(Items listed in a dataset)
__________________________________________________

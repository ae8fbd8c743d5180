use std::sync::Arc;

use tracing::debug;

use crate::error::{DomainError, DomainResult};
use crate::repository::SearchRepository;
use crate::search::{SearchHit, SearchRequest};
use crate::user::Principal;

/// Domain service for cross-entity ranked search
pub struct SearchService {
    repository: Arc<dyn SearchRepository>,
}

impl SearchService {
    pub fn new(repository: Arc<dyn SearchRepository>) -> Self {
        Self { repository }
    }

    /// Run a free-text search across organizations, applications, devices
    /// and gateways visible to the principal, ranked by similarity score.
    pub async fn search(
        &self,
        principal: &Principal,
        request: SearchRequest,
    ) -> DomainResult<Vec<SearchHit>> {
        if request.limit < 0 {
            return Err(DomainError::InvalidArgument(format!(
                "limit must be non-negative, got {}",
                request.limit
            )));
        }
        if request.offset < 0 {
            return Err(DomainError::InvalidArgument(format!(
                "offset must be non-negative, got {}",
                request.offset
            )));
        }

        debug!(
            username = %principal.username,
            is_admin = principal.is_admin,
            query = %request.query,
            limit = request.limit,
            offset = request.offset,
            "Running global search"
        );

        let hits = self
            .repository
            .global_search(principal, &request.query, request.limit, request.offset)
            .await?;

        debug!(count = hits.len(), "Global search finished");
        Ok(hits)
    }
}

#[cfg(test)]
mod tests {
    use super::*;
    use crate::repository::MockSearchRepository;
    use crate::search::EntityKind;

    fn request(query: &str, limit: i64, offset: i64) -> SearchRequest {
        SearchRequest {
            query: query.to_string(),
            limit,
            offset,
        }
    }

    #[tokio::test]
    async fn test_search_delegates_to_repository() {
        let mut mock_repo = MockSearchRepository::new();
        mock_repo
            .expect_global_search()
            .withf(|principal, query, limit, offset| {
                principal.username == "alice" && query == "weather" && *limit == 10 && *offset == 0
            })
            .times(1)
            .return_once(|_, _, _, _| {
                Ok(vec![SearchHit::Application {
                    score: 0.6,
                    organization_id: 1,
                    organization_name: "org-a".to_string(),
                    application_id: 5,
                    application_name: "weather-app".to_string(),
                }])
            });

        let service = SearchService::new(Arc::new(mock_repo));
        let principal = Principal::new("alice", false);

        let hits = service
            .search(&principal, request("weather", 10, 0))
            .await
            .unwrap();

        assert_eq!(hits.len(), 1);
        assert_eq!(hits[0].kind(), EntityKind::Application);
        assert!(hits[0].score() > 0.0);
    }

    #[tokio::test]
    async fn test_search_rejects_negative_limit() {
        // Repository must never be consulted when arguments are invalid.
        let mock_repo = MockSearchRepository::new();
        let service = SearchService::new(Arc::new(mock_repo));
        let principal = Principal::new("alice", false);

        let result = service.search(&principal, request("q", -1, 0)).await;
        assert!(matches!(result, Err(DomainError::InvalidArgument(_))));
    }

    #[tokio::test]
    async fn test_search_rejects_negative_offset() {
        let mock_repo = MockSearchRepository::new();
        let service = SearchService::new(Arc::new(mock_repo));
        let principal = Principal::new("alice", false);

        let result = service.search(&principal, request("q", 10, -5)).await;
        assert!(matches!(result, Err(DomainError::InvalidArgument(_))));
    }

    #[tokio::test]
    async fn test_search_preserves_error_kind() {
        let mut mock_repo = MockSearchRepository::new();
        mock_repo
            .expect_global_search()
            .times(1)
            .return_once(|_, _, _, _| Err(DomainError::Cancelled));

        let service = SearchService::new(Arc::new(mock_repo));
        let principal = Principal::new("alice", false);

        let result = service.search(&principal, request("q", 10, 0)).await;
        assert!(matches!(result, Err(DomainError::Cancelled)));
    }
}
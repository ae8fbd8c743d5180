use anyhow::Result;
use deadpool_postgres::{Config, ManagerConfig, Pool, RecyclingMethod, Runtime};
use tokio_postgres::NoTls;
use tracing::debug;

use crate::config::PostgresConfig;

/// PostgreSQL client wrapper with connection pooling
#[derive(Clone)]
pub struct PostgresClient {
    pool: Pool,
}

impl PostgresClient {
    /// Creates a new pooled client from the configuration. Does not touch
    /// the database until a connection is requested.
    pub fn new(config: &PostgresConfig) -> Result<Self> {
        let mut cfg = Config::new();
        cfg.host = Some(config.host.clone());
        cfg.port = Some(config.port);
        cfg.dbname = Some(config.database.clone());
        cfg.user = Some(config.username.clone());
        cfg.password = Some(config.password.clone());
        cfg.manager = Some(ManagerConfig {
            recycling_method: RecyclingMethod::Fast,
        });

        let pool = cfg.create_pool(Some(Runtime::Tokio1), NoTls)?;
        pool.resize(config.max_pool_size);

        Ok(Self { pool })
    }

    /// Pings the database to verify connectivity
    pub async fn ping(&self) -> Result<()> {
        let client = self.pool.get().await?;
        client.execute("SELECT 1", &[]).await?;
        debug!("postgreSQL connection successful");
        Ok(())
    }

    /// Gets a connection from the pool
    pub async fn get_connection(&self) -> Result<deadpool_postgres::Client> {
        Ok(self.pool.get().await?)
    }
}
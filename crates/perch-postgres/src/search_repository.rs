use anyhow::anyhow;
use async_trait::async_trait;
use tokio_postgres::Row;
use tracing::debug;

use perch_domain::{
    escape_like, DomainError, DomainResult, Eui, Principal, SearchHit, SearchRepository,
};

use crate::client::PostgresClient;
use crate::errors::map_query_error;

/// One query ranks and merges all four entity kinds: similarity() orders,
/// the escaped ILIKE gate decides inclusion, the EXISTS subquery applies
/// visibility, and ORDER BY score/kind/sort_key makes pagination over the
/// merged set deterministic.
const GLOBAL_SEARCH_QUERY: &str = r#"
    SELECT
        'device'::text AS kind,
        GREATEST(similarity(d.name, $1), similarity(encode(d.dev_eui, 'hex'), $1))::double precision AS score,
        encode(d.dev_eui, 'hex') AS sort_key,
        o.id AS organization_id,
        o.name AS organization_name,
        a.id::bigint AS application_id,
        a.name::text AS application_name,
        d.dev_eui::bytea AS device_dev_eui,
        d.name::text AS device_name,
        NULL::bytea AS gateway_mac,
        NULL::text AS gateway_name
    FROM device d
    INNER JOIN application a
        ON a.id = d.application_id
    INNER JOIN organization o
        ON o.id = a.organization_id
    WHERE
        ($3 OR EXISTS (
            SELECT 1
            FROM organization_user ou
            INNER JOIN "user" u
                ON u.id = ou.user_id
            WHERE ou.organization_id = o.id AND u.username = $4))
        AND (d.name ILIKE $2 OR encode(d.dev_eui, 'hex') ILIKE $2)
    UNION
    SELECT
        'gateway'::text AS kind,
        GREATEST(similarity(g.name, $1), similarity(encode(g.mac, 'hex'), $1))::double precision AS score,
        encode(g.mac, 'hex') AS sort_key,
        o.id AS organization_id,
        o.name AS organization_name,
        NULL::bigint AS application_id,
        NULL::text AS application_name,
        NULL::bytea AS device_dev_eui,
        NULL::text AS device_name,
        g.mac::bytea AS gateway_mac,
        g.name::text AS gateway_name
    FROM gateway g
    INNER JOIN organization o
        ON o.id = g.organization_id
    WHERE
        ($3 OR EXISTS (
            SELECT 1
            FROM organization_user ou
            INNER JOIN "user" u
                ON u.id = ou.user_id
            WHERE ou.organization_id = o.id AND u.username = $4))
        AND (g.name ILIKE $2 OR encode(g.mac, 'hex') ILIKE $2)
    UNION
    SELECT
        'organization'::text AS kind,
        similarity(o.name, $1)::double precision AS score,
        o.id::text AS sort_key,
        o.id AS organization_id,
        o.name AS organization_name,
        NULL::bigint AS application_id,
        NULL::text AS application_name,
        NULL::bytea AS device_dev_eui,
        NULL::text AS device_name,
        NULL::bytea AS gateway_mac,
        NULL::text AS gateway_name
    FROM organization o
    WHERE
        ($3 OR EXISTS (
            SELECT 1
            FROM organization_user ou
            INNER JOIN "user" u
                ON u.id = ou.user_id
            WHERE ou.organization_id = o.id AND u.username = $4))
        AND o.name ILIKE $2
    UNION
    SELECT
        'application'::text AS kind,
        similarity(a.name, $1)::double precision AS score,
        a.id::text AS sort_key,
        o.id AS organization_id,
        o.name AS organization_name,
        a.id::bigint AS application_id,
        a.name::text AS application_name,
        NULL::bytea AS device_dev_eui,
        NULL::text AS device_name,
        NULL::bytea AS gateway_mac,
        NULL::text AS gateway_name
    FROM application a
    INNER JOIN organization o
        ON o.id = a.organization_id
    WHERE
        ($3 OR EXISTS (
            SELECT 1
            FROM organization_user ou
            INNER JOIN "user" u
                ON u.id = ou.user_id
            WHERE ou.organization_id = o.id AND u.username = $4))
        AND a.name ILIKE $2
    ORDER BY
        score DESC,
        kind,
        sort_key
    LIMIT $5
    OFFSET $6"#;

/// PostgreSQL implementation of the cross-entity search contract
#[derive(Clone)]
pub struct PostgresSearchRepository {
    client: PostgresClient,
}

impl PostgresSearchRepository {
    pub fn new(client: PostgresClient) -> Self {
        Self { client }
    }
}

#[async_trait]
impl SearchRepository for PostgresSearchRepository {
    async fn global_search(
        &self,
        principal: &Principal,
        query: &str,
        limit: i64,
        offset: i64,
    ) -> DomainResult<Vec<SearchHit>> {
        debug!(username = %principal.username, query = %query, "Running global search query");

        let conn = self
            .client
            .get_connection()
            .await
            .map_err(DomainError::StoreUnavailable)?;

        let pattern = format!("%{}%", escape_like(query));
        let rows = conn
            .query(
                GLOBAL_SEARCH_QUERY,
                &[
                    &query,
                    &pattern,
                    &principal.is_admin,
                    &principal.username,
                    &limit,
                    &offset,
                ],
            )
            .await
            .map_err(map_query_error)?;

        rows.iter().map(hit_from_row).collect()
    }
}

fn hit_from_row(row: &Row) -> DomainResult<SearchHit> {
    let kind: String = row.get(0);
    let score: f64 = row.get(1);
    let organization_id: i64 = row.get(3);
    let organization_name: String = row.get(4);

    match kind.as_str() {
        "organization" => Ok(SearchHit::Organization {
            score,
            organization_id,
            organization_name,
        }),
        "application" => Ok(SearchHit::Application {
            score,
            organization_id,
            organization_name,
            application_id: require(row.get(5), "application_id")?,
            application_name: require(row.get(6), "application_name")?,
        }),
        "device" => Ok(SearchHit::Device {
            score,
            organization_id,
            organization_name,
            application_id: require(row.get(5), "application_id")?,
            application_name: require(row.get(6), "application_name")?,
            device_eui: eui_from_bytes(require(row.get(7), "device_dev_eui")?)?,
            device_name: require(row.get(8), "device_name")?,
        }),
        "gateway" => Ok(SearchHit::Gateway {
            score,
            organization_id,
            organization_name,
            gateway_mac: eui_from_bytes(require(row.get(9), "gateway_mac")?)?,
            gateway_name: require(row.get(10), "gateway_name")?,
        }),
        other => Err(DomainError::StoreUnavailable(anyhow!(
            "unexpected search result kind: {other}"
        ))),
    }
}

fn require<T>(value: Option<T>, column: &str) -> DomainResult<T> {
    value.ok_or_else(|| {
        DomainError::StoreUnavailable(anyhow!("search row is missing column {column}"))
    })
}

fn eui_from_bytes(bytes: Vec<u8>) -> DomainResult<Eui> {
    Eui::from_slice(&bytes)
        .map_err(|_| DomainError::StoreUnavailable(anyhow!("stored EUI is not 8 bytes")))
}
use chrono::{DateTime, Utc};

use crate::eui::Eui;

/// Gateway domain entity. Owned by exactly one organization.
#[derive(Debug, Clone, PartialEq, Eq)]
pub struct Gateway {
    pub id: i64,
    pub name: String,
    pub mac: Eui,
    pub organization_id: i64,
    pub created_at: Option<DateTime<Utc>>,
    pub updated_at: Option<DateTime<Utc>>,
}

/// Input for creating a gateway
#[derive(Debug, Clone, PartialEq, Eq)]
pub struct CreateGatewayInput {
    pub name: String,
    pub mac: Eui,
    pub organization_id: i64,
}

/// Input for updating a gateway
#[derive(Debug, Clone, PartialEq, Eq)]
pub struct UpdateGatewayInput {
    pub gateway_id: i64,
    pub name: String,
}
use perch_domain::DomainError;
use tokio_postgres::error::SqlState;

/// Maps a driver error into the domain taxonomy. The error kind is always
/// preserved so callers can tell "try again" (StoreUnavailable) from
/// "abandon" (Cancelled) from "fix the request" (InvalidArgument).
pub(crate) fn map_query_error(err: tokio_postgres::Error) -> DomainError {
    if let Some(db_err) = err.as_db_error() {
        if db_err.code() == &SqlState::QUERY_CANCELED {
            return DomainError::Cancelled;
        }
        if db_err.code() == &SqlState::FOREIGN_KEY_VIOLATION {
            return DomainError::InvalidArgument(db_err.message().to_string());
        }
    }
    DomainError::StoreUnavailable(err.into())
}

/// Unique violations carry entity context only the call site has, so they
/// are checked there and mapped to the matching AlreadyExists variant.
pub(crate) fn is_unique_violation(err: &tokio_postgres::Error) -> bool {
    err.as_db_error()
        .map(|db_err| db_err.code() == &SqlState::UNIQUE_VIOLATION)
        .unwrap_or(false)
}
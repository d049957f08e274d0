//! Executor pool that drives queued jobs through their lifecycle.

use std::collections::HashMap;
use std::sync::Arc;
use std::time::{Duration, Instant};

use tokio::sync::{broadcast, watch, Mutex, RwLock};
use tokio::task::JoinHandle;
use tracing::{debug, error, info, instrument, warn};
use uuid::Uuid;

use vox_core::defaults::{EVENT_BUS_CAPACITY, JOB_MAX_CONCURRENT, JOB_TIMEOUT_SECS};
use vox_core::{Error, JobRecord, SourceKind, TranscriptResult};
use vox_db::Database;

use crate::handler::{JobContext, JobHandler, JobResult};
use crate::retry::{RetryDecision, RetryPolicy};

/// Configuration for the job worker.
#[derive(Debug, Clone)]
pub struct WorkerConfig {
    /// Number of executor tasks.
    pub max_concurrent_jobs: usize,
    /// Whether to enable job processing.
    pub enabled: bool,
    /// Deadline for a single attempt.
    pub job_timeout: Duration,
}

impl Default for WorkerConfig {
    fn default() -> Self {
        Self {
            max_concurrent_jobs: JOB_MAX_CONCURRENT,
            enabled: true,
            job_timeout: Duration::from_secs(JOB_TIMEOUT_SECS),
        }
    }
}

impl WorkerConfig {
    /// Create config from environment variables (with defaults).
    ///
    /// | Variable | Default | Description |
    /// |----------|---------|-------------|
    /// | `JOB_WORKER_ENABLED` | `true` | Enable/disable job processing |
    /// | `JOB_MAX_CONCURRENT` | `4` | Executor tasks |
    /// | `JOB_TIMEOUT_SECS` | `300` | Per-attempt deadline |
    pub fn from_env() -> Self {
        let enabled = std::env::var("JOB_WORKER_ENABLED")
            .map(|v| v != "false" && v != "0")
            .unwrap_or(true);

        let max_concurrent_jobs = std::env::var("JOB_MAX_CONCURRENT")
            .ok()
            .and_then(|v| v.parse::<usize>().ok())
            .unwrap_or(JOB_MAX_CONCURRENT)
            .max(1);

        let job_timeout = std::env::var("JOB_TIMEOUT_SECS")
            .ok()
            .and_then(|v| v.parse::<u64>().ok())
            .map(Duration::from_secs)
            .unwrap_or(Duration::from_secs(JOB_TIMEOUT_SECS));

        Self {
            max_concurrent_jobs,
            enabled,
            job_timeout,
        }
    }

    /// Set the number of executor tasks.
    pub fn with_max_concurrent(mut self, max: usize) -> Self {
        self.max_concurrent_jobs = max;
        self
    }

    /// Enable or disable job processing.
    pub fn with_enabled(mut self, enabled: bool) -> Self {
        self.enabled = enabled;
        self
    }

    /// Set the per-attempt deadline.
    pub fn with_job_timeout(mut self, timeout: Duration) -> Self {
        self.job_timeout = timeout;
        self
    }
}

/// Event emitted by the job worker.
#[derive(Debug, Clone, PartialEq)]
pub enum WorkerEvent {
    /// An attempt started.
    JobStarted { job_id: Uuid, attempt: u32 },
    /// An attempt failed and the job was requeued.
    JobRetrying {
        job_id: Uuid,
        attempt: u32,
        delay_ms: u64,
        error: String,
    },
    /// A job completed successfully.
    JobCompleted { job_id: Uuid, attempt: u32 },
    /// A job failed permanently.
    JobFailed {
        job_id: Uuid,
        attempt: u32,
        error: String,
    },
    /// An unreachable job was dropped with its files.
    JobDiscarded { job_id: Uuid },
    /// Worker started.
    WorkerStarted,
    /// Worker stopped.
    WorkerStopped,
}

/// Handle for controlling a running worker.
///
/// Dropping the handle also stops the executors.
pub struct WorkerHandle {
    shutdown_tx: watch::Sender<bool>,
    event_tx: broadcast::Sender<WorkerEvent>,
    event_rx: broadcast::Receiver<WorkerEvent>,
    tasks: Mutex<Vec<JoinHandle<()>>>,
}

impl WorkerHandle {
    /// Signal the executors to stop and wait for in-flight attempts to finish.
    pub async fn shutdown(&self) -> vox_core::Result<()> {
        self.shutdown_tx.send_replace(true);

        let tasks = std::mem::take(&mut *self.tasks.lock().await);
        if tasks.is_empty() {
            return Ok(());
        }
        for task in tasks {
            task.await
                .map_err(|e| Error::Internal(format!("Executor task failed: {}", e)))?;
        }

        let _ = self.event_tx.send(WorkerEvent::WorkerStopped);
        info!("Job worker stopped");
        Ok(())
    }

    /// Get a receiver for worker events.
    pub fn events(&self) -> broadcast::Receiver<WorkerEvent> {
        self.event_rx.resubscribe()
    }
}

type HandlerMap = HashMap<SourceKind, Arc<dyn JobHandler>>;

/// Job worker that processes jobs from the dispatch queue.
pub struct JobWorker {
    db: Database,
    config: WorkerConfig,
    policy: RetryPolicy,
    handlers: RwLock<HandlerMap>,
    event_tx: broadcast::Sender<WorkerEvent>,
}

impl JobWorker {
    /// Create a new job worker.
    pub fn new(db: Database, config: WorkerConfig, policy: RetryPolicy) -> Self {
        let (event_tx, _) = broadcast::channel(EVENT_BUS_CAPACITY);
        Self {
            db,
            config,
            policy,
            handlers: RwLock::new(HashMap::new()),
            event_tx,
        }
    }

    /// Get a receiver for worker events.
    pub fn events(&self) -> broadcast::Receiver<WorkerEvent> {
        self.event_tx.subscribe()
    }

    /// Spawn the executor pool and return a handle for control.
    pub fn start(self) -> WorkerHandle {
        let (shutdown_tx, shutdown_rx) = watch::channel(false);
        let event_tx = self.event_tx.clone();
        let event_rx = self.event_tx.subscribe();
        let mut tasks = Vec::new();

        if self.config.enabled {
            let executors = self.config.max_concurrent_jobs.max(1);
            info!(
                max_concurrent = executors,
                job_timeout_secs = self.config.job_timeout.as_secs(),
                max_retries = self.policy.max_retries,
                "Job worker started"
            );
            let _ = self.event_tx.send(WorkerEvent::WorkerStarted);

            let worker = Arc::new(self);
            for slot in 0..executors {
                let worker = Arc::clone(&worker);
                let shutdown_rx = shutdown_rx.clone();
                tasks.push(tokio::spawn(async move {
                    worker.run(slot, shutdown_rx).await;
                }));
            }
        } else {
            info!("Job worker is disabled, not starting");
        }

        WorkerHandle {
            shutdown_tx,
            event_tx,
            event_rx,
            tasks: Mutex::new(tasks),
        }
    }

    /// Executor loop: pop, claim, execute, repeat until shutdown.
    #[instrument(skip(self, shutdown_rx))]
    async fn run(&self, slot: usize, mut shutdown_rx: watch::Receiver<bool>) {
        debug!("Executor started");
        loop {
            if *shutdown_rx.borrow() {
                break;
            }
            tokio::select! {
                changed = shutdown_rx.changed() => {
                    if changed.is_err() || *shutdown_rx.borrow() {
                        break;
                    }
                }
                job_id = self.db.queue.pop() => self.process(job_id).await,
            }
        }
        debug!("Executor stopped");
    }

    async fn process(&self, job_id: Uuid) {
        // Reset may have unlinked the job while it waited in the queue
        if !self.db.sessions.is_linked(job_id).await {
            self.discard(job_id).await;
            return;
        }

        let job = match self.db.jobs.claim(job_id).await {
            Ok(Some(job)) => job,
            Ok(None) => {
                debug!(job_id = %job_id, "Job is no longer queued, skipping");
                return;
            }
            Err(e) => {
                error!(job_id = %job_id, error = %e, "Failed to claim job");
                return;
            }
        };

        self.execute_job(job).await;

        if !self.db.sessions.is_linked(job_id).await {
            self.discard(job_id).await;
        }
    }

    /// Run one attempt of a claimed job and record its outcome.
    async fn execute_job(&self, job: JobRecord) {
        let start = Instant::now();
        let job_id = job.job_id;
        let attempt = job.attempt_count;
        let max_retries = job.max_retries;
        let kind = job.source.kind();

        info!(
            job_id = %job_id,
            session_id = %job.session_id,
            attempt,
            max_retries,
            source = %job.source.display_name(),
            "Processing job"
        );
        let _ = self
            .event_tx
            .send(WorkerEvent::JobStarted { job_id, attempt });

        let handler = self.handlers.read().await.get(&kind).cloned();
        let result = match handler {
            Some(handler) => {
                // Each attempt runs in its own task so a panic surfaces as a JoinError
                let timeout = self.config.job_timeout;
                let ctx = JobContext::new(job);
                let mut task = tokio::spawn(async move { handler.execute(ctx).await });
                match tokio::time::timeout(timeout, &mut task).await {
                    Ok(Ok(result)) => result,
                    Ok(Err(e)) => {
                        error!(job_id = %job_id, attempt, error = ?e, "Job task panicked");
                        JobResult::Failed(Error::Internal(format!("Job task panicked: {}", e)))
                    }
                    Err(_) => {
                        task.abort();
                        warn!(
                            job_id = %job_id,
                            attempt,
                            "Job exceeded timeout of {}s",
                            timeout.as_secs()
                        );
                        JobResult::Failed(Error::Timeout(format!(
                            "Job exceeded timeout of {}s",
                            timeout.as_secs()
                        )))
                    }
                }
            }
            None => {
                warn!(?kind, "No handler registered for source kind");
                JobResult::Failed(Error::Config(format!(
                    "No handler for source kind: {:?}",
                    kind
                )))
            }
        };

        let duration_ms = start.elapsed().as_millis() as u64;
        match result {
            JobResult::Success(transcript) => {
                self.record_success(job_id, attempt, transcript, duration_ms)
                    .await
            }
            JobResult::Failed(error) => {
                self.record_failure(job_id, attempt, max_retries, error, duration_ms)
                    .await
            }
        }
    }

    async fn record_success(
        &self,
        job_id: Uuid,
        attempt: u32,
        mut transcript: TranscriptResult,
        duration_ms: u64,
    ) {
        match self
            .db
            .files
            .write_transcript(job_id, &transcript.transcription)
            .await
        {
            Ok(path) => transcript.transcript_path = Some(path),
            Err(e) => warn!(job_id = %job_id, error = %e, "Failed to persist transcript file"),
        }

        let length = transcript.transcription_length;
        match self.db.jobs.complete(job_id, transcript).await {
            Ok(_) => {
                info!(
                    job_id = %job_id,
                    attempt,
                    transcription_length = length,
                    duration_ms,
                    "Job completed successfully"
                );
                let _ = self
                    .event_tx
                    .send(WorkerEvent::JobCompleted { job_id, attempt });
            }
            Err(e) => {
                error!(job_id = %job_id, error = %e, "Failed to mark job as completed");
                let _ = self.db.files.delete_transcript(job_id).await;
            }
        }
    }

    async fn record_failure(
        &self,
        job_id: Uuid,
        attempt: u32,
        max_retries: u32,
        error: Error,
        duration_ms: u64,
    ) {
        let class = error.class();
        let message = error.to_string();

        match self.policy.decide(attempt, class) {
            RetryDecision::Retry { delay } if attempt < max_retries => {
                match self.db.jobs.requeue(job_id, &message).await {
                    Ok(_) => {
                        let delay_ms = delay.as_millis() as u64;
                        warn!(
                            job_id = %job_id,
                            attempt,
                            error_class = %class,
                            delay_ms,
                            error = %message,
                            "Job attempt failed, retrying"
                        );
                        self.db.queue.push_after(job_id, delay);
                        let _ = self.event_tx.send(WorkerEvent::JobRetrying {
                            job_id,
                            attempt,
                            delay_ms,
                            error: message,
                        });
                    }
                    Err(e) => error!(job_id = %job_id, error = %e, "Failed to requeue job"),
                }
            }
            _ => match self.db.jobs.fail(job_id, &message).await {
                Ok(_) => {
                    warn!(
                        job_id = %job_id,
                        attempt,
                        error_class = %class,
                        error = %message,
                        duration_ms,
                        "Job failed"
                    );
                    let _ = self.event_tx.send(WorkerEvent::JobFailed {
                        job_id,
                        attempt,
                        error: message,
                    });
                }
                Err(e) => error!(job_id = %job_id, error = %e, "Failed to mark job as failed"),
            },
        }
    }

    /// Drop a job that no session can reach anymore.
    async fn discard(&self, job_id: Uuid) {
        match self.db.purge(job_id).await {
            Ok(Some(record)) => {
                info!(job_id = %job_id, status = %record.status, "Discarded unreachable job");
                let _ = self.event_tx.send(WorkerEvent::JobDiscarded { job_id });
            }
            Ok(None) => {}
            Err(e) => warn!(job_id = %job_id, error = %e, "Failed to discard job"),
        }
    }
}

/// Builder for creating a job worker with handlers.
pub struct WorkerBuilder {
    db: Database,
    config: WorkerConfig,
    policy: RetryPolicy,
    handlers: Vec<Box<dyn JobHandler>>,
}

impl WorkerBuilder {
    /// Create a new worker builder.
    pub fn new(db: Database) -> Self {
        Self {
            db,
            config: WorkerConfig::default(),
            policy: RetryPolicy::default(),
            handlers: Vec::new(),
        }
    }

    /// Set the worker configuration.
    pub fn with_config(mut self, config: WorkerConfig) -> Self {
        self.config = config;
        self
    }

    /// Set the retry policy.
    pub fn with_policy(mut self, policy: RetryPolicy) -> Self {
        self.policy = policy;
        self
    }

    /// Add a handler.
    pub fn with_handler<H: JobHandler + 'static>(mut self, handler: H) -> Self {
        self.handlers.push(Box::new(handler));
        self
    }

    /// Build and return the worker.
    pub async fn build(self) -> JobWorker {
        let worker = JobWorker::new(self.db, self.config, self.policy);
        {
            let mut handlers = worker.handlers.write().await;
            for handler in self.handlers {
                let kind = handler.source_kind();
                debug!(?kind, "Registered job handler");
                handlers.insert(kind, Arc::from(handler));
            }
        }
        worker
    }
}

__________________________________________________

Please return every line of the records that contains the word "JobDiscarded".

    JobDiscarded { job_id: Uuid },
                let _ = self.event_tx.send(WorkerEvent::JobDiscarded { job_id });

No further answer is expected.